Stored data
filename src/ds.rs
mod ring_buffer;

pub use ring_buffer::RingBuffer;
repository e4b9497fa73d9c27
/// The snake playing agent
pub mod agent;

/// Implemented RL algorithms
pub mod algo;

/// Configuration loading and validation
pub mod config;

/// Implementations of strategies for time-decaying hyperparameters
pub mod decay;

/// Data structures
pub mod ds;

/// Environment
pub mod env;

/// Error types
pub mod error;

/// Exploration policies
pub mod exploration;

/// The game of snake
pub mod game;

/// Experience replay
pub mod memory;

/// Q network
pub mod model;

/// Saving and loading trained networks
pub mod persistence;

/// Training sessions
pub mod train;

/// Conversions into burn tensors
pub mod traits;

/// Seeding and assertion helpers
pub mod util;

/// Terminal dashboard and play screens
#[cfg(feature = "viz")]
pub mod viz;
use std::path::PathBuf;

use crate::game::Position;

/// Errors raised by the game engine. All of them are fatal to the caller.
#[derive(Debug, thiserror::Error)]
pub enum GameError {
    #[error("invalid action encoding {0:?}: expected exactly one of three entries set")]
    InvalidAction(Vec<f32>),

    #[error("no free cell left for food")]
    BoardFull,

    #[error("food placed on the snake at {0:?}")]
    FoodOnSnake(Position),
}

/// Errors that abort a training run.
#[derive(Debug, thiserror::Error)]
pub enum TrainingError {
    #[error("value estimates diverged (loss = {loss})")]
    Diverged { loss: f32 },

    #[error("game error: {0}")]
    Game(#[from] GameError),

    #[error("persistence error: {0}")]
    Persistence(#[from] PersistenceError),

    #[error("configuration error: {0}")]
    Config(#[from] ConfigError),
}

/// Errors from saving or loading network parameters.
#[derive(Debug, thiserror::Error)]
pub enum PersistenceError {
    #[error("no saved model at {0}")]
    NotFound(PathBuf),

    #[error("failed to record model: {0}")]
    Recorder(String),

    #[error("saved model does not fit: {0}")]
    Incompatible(String),

    #[error("I/O error: {0}")]
    Io(#[from] std::io::Error),

    #[error("JSON error: {0}")]
    Json(#[from] serde_json::Error),
}

/// Errors that can occur when loading configuration.
#[derive(Debug, thiserror::Error)]
pub enum ConfigError {
    #[error("failed to read config file {path}: {source}")]
    FileRead {
        path: PathBuf,
        source: std::io::Error,
    },

    #[error("failed to parse TOML: {0}")]
    TomlParse(#[from] toml::de::Error),

    #[error("config validation error: {0}")]
    Validation(String),
}
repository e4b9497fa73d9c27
use crossterm::event::{Event, KeyCode, KeyEventKind};
use ratatui::layout::{Constraint, Layout, Rect};

/// Takes an event, checks if it is a key press event, and returns the [`KeyCode`]
pub(super) fn event_keycode(event: &Event) -> Option<KeyCode> {
    let Event::Key(key) = event else {
        return None;
    };

    if key.kind != KeyEventKind::Press {
        return None;
    }

    Some(key.code)
}

/// A `width` by `height` rectangle in the middle of `area`, shrunk to fit
pub(super) fn centered(area: Rect, width: u16, height: u16) -> Rect {
    let [_, column, _] = Layout::horizontal([
        Constraint::Fill(1),
        Constraint::Length(width.min(area.width)),
        Constraint::Fill(1),
    ])
    .areas(area);

    let [_, center, _] = Layout::vertical([
        Constraint::Fill(1),
        Constraint::Length(height.min(area.height)),
        Constraint::Fill(1),
    ])
    .areas(column);

    center
}
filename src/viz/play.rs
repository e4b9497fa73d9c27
use std::time::{Duration, Instant};

use anyhow::Context;
use burn::tensor::backend::AutodiffBackend;
use crossterm::event::{self, KeyCode};
use log::info;
use ratatui::{prelude::*, widgets::*};

use super::{
    components::BoardSnapshot,
    tui::{self, Tui},
    util::{centered, event_keycode},
};
use crate::{
    config::GameConfig,
    game::{Action, Board, Direction, SnakeGame},
    persistence::ModelStore,
    train::Trainer,
    util::{seeded_rng, GAME_STREAM},
};

/// Heading requested by a key: arrows or WASD
pub fn key_direction(key: KeyCode) -> Option<Direction> {
    match key {
        KeyCode::Up | KeyCode::Char('w') => Some(Direction::Up),
        KeyCode::Down | KeyCode::Char('s') => Some(Direction::Down),
        KeyCode::Left | KeyCode::Char('a') => Some(Direction::Left),
        KeyCode::Right | KeyCode::Char('d') => Some(Direction::Right),
        _ => None,
    }
}

fn frame_time(fps: u32) -> Duration {
    Duration::from_secs_f64(1.0 / f64::from(fps.max(1)))
}

fn draw(terminal: &mut Tui, board: &BoardSnapshot, footer: &str) -> std::io::Result<()> {
    terminal.draw(|frame| {
        let [board_area, footer_area] =
            Layout::vertical([Constraint::Fill(1), Constraint::Length(1)]).areas(frame.size());
        let (width, height) = board.size();
        board.render_ref(centered(board_area, width, height), frame.buffer_mut());
        frame.render_widget(
            Paragraph::new(footer).dark_gray().alignment(Alignment::Center),
            footer_area,
        );
    })?;
    Ok(())
}

/// Wait out the rest of the frame, collecting the last key pressed
///
/// Returns `None` when the player asked to quit.
fn poll_frame(deadline: Instant) -> std::io::Result<Option<Option<KeyCode>>> {
    let mut last = None;
    while let Some(timeout) = deadline.checked_duration_since(Instant::now()) {
        if !event::poll(timeout)? {
            continue;
        }
        match event_keycode(&event::read()?) {
            Some(KeyCode::Char('q') | KeyCode::Esc) => return Ok(None),
            Some(key) => last = Some(key),
            None => {}
        }
    }
    Ok(Some(last))
}

/// Let a human play one game with the keyboard
///
/// Reversing into the snake's own body is ignored. Returns the final score, or
/// `None` if the player quit.
pub fn play_human(config: &GameConfig, seed: Option<u64>) -> anyhow::Result<Option<u32>> {
    let mut game = SnakeGame::new(config.clone(), seeded_rng(seed, GAME_STREAM))
        .context("failed to start the game")?;
    let frame = frame_time(config.speed_play);

    tui::with_terminal(|terminal| {
        let mut desired = game.direction();
        loop {
            draw(
                terminal,
                &BoardSnapshot::capture(&game),
                "arrows / wasd: steer   q: quit",
            )?;

            let Some(key) = poll_frame(Instant::now() + frame)? else {
                return Ok(None);
            };
            if let Some(direction) = key.and_then(key_direction) {
                desired = direction;
            }

            let outcome = game.step(Action::towards(game.direction(), desired))?;
            if outcome.terminal {
                return Ok(Some(outcome.score));
            }
        }
    })
}

/// Watch the trained agent play greedily, without learning
///
/// Plays `games` games, or until the viewer quits when unset. Returns the final
/// score of every completed game.
pub fn play_agent<B, S>(
    trainer: &mut Trainer<B, S>,
    fps: u32,
    games: Option<u32>,
) -> anyhow::Result<Vec<u32>>
where
    B: AutodiffBackend,
    S: ModelStore<B>,
{
    let frame = frame_time(fps);
    let mut scores = Vec::new();

    tui::with_terminal(|terminal| {
        while games.map_or(true, |games| scores.len() < games as usize) {
            let footer = format!("game {}   q: quit", scores.len() + 1);
            draw(terminal, &BoardSnapshot::capture(trainer.game()), &footer)?;

            if poll_frame(Instant::now() + frame)?.is_none() {
                break;
            }

            if let Some(score) = trainer.greedy_step()? {
                info!("Game {} Score {}", scores.len() + 1, score);
                scores.push(score);
            }
        }
        anyhow::Ok(())
    })?;

    Ok(scores)
}
//! Terminal dashboard and play screens
//!
//! Training runs on the calling thread and sends [`Update`]s to the dashboard,
//! which renders on its own thread. The dashboard only ever sees board
//! snapshots and metrics, never the game or the agent.

use std::{
    io,
    sync::mpsc::{self, Sender},
    thread::{self, JoinHandle},
};

use log::{LevelFilter, SetLoggerError};

mod app;
mod components;
mod play;
mod tui;
mod util;

pub use app::{App, Update};
pub use components::BoardSnapshot;
pub use play::{key_direction, play_agent, play_human};

/// Spawn the dashboard thread
///
/// ### Arguments
/// - `plots` Names of the plotted metrics, in the order of [`Update::Episode`] data
/// - `games` Total number of games, if known, for the progress bar
///
/// ### Returns
/// The dashboard thread, which finishes when the user quits, and the sender to
/// feed it. Sending fails once the user has quit.
pub fn init(plots: &[&'static str], games: Option<u32>) -> (JoinHandle<io::Result<()>>, Sender<Update>) {
    let (tx, rx) = mpsc::channel();
    let plots = plots.to_vec();
    let handle = thread::spawn(move || App::new(&plots, games).run(rx));
    (handle, tx)
}

/// Route `log` records to the dashboard's log pane
pub fn init_logger(level: LevelFilter) -> Result<(), SetLoggerError> {
    tui_logger::init_logger(level)?;
    tui_logger::set_default_level(level);
    Ok(())
}
use burn::{
    prelude::*,
    tensor::{activation::relu, backend::AutodiffBackend},
};
use nn::{Linear, LinearConfig};

use crate::algo::dqn::DQNModel;

/// Two-layer perceptron estimating one Q value per relative action
#[derive(Module, Debug)]
pub struct QNet<B: Backend> {
    fc1: Linear<B>,
    fc2: Linear<B>,
}

#[derive(Config, Debug)]
pub struct QNetConfig {
    #[config(default = 11)]
    pub input_size: usize,
    #[config(default = 256)]
    pub hidden_size: usize,
    #[config(default = 3)]
    pub output_size: usize,
}

impl QNetConfig {
    pub fn init<B: Backend>(&self, device: &B::Device) -> QNet<B> {
        QNet {
            fc1: LinearConfig::new(self.input_size, self.hidden_size).init(device),
            fc2: LinearConfig::new(self.hidden_size, self.output_size).init(device),
        }
    }
}

impl<B: Backend> QNet<B> {
    /// Width of the hidden layer
    pub fn hidden_size(&self) -> usize {
        self.fc1.weight.dims()[1]
    }

    /// In shape: `[num_batches, input_size]`
    ///
    /// Out shape: `[num_batches, output_size]`
    pub fn forward(&self, input: Tensor<B, 2>) -> Tensor<B, 2> {
        let x = relu(self.fc1.forward(input));
        self.fc2.forward(x)
    }
}

impl<B: AutodiffBackend> DQNModel<B> for QNet<B> {
    fn forward(&self, input: Tensor<B, 2>) -> Tensor<B, 2> {
        QNet::forward(self, input)
    }
}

(The task):
The required output is every line above from the one with "fn draw(terminal: &mut" down to the one with "let (width, height) = board.size();", restated word for word, ends included.

(Answer to this exercise):
fn draw(terminal: &mut Tui, board: &BoardSnapshot, footer: &str) -> std::io::Result<()> {
    terminal.draw(|frame| {
        let [board_area, footer_area] =
            Layout::vertical([Constraint::Fill(1), Constraint::Length(1)]).areas(frame.size());
        let (width, height) = board.size();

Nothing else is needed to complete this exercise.